Staying compliant with every applicable rule and regulation implemented by the Health Insurance Portability and Accountability Act (HIPAA) is not easy. Nevertheless, compliance is a legal requirement for all parties officially designated as covered entities, as well as their business associates. Before discussing how the covered entities are affected by HIPAA regulations, let’s first take a quick look at which parties qualify as covered entities.

Who are the Covered Entities?
There are three broad classifications, under which all covered entities are enlisted automatically. These are as follows:
Health Plan Providers
Covered entities listed under the Health Plans section are health maintenance organizations (HMO), health insurance providers, employer’s health plans, and government-sponsored healthcare plans (Medicare, Medicaid, etc.).
Healthcare Providers
Healthcare providers such as the following are common examples of covered entities, but they are not the only ones:
- Doctors
- Dentists
- Psychotherapists, counsellors, psychologists and psychiatrists
- Chiropractors
- Diagnostic clinics and healthcare clinics
- Hospitals and nursing homes
- Pharmacies
Clearinghouses
The definition of a clearinghouse is not exact, but it would include any third party in charge of processing non-standardized patient data related to patients and insurance claims into standardized, checked and corrected information. They are the third and final type of covered entities on whom the HIPAA standards apply.
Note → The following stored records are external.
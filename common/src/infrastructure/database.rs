use std::sync::{Arc, OnceLock};
use std::time::Duration;

use anyhow::{Context, anyhow};
use serde::Deserialize;
use sqlx::{
    PgPool, Postgres, Transaction,
    postgres::{PgConnectOptions, PgPoolOptions, PgSslMode},
};

#[derive(Clone, Debug)]
pub struct Database {
    database_pool: PgPool,
    database_schema: String,
}

#[derive(Debug, Clone, Deserialize)]
pub struct DatabaseSettings {
    pub host: String,
    #[serde(default = "default_port")]
    pub port: u16,
    pub db: String,
    pub schema: String,
    pub credentials: DatabaseCredentials,
    pub connection: DatabaseConnection,
}

#[derive(Debug, Clone, Deserialize)]
pub struct DatabaseConnection {
    pub min_connections: u32,
    pub max_connections: u32,
    pub acquire_timeout_seconds: u64,
}

#[derive(Debug, Clone, Deserialize)]
pub struct DatabaseCredentials {
    pub username: String,
    pub password: String,
}

fn default_port() -> u16 {
    5432
}

static DATABASE: OnceLock<Arc<Database>> = OnceLock::new();

/// Opens the process wide connection pool. Can be called once.
pub async fn connect(settings: &DatabaseSettings) -> Result<&'static Database, anyhow::Error> {
    let database = Database::new(settings).await?;
    DATABASE
        .set(Arc::new(database))
        .map_err(|_| anyhow!("database connection is already initialised"))?;
    DATABASE
        .get()
        .map(Arc::as_ref)
        .ok_or_else(|| anyhow!("database connection is not initialised"))
}

impl Database {
    async fn new(settings: &DatabaseSettings) -> Result<Self, anyhow::Error> {
        let credentials = &settings.credentials;
        let pg_connect_options = PgConnectOptions::new()
            .host(&settings.host)
            .port(settings.port)
            .username(&credentials.username)
            .password(&credentials.password)
            .database(&settings.db)
            .options([("search_path", settings.schema.as_str())])
            .ssl_mode(PgSslMode::Prefer);

        let connection = &settings.connection;
        let pool = PgPoolOptions::new()
            .min_connections(connection.min_connections)
            .max_connections(connection.max_connections)
            .acquire_timeout(Duration::from_secs(connection.acquire_timeout_seconds))
            .connect_with(pg_connect_options)
            .await
            .with_context(|| {
                format!(
                    "failed to open database at {}/{}",
                    settings.host, settings.db
                )
            })?;

        Ok(Self {
            database_pool: pool,
            database_schema: settings.schema.to_owned(),
        })
    }

    /// Runs DDL/DML statements as one transaction, `ctx` names the batch in logs and errors.
    pub async fn execute_in_transaction(
        &self,
        queries: Vec<String>,
        ctx: &'static str,
    ) -> Result<(), anyhow::Error> {
        let mut transaction = self
            .begin()
            .await
            .context(format!("failed to start {} transaction", ctx))?;

        tracing::info!(ctx, statements = queries.len(), "executing transaction");

        for statement in queries {
            tracing::debug!(ctx, %statement);

            sqlx::query(&statement)
                .execute(&mut *transaction)
                .await
                .context(format!("failed to execute {} query", ctx))?;
        }

        transaction
            .commit()
            .await
            .context(format!("failed to commit {} transaction", ctx))?;

        Ok(())
    }

    pub async fn begin(&self) -> Result<Transaction<'static, Postgres>, sqlx::Error> {
        self.database_pool.begin().await
    }

    pub fn database_pool(&self) -> &PgPool {
        &self.database_pool
    }

    pub fn database_schema(&self) -> &str {
        &self.database_schema
    }
}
Who are the Business Associates?
All applicable business associates must also comply with the established HIPAA standards, but only through association. These would be the companies and individuals who gain access to patient records, as a mandatory part of the services which they provide to covered entities. Medical transcriptionists, cloud storage service providers, medical record keepers, CPA firms, attorneys, consultants, bill collection agencies and medical equipment manufacturers are just some of the common examples of business associates.
What are the Penalties for Noncompliance?
Failure to comply with applicable HIPAA regulations is one of the most common insurance company errors. Depending on the specifics of a particular case, a noncompliant party would face either civil penalties or criminal penalties. General reputation, prior records, circumstances, damages caused, etc., play important roles in deciding how the guilty party will be penalized.
Civil Penalties:
- $100 per violation (capped at $25,000 max) if the party was aware/should have been aware of the HIPAA laws they have broken
- Civil penalties can be avoided if the violations were not instances of willful neglect, and were corrected in 30 days or less
Criminal Penalties:
- Minimum to maximum fines for criminal violations range between $50,000 – $250,000 (inflation rate adjustments might be applicable)
- Compensating the affected patients and/or victims adequately may also be deemed mandatory, depending on the damages caused
- Possible prison time, ranging from a few months to 10 years, depending on the violations’ nature and effect
It should be noted that all mentioned parties only become a covered entity after they partake in transmission and/or exchange of health records during interactions and transactions. However, an exception can be cited if the transaction in question is not covered by one of the established HIPAA standards. However, such instances are now quite rare, since HIPAA standards have grown over the years to cover almost everything.